Obwohl Amateur-Alpinisten den Gipfel des Mount Rainier erreichen können, sind mit dieser Unternehmung bestimmte Risiken verbunden. Nur mit der Hilfe eines Guide-Unternehmens, das über mehrjährige Erfahrung sowie umfassendes Wissen über die Besonderheiten des Berges verfügt, können Anfänger-Alpinisten sich dieser Herausforderung stellen. Ein kompetenter Guide stellt seinen Kunden eine detaillierte Liste der für das Bergsteigen erforderlichen Ausrüstungsgegenstände sowie Sicherheitsvorrichtungen zur Verfügung – darunter Eishäcke, Steigeisen, ein Rucksack, der einen 40-Pfund-Sack aufnehmen kann, ein Sicherungsgeschirr, eine Taschenlampe sowie ausreichend Nahrung für den ganzen Tag. Bergsteiger sollten je nach Wetterbedingungen in mehreren Schichten gekleidet sein und Schuhe tragen, die geeignet sind, um die Steigeisen zu halten.
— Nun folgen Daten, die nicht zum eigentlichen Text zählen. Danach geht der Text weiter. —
use std::fs::OpenOptions;
use std::io::Write;
use std::sync::atomic::{AtomicBool, AtomicUsize, Ordering};
use std::sync::Arc;
use std::thread;
use std::time::{Duration, Instant};

use telemlink_dispatch::{Handler, ListenerConfig, MsgFilter, ReceiveLoop};
use telemlink_frame::{Frame, Framer, FramerConfig};
use telemlink_transport::{file, tcp, ByteSource};

use crate::cmd::{parse_duration, Endpoint, ListenArgs};
use crate::exit::{dispatch_error, io_error, transport_error, CliError, CliResult, SUCCESS};
use crate::output::{print_frame, OutputFormat};

const POLL_INTERVAL: Duration = Duration::from_millis(20);
const EXIT_GRACE: Duration = Duration::from_millis(500);

pub fn run(args: ListenArgs, format: OutputFormat) -> CliResult<i32> {
    let source = open_source(&args)?;

    let config = FramerConfig {
        capture_invalid: !args.capture_valid_only,
    };
    let mut framer = Framer::with_config(source, config);
    if let Some(path) = &args.capture {
        let mut capture = OpenOptions::new()
            .create(true)
            .append(true)
            .open(path)
            .map_err(|err| io_error(&format!("failed opening {}", path.display()), err))?;
        framer = framer.raw_sink(move |raw: &[u8]| {
            if let Err(err) = capture.write_all(raw) {
                tracing::warn!(error = %err, "raw capture write failed");
            }
        });
    }

    let handler = Arc::new(Handler::new());
    let printed = Arc::new(AtomicUsize::new(0));
    let done = Arc::new(AtomicBool::new(false));
    let printer = {
        let printed = Arc::clone(&printed);
        let done = Arc::clone(&done);
        let limit = args.count;
        Arc::new(move |frame: &Frame| {
            let n = printed.fetch_add(1, Ordering::SeqCst);
            if limit.is_some_and(|limit| n >= limit) {
                return;
            }
            print_frame(frame, format);
            if limit.is_some_and(|limit| n + 1 >= limit) {
                done.store(true, Ordering::SeqCst);
            }
        })
    };
    if args.msg_types.is_empty() {
        handler.add_callback(printer, MsgFilter::All);
    } else {
        for msg_type in &args.msg_types {
            handler.add_callback(printer.clone(), *msg_type);
        }
    }

    let exhausted = Arc::new(AtomicBool::new(false));
    let producer = {
        let exhausted = Arc::clone(&exhausted);
        move || {
            let frame = framer.receive();
            if frame.is_none() && framer.is_exhausted() && !exhausted.swap(true, Ordering::SeqCst)
            {
                let stats = framer.stats();
                tracing::debug!(
                    frames = stats.frames,
                    crc_errors = stats.crc_errors,
                    truncated = stats.truncated,
                    skipped_bytes = stats.skipped_bytes,
                    "source exhausted"
                );
            }
            frame
        }
    };

    let listener_config = ListenerConfig {
        idle_backoff: Some(Duration::from_millis(1)),
        ..ListenerConfig::default()
    };
    let mut rx_loop = {
        let handler = Arc::clone(&handler);
        ReceiveLoop::with_config(
            producer,
            move |frame: Frame| {
                handler.call(&frame);
                Ok(())
            },
            listener_config,
        )
    };

    let running = Arc::new(AtomicBool::new(true));
    install_ctrlc_handler(running.clone())?;

    rx_loop
        .start()
        .map_err(|err| dispatch_error("receive loop failed to start", err))?;
    tracing::info!(source = %args.source, "listening");

    while running.load(Ordering::SeqCst)
        && !done.load(Ordering::SeqCst)
        && !exhausted.load(Ordering::SeqCst)
        && rx_loop.is_alive()
    {
        thread::sleep(POLL_INTERVAL);
    }

    rx_loop.stop();
    let deadline = Instant::now() + EXIT_GRACE;
    while rx_loop.is_alive() && Instant::now() < deadline {
        thread::sleep(POLL_INTERVAL);
    }
    if !rx_loop.is_alive() {
        rx_loop
            .join()
            .map_err(|err| dispatch_error("receive loop failed", err))?;
    }

    tracing::debug!(frames = rx_loop.frames_delivered(), "listen finished");
    Ok(SUCCESS)
}

fn open_source(args: &ListenArgs) -> CliResult<Box<dyn ByteSource>> {
    let source: Box<dyn ByteSource> = match &args.source {
        Endpoint::Tcp(addr) => {
            let timeout = parse_duration(&args.timeout)?;
            Box::new(
                tcp::connect(addr, Some(timeout))
                    .map_err(|err| transport_error("connect failed", err))?,
            )
        }
        Endpoint::Stdio => Box::new(file::stdin()),
        Endpoint::File(path) => {
            Box::new(file::open(path).map_err(|err| transport_error("open failed", err))?)
        }
    };
    Ok(source)
}

fn install_ctrlc_handler(running: Arc<AtomicBool>) -> CliResult<()> {
    ctrlc::set_handler(move || {
        running.store(false, Ordering::SeqCst);
    })
    .map_err(|err| {
        CliError::new(
            crate::exit::INTERNAL,
            format!("signal handler setup failed: {err}"),
        )
    })
}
Obwohl es mehr als 50 verschiedene Wege gibt, um den Gipfel des Mount Rainier zu erreichen, begleiten die Guides die Wanderer meistens auf dem Pfad „Disappointment Cleaver“ bis zum Camp Muir. Camp Muir ist ein einzigartiger Ort mit einer typischen Atmosphäre eines Nationalparks – es gleicht einer „Insel“, die sich in der Mitte eines steilen Hügels befindet. Hier verbringen im Sommer begeisterte Alpinisten sowie erfahrene Forstwächter ihre Zeit.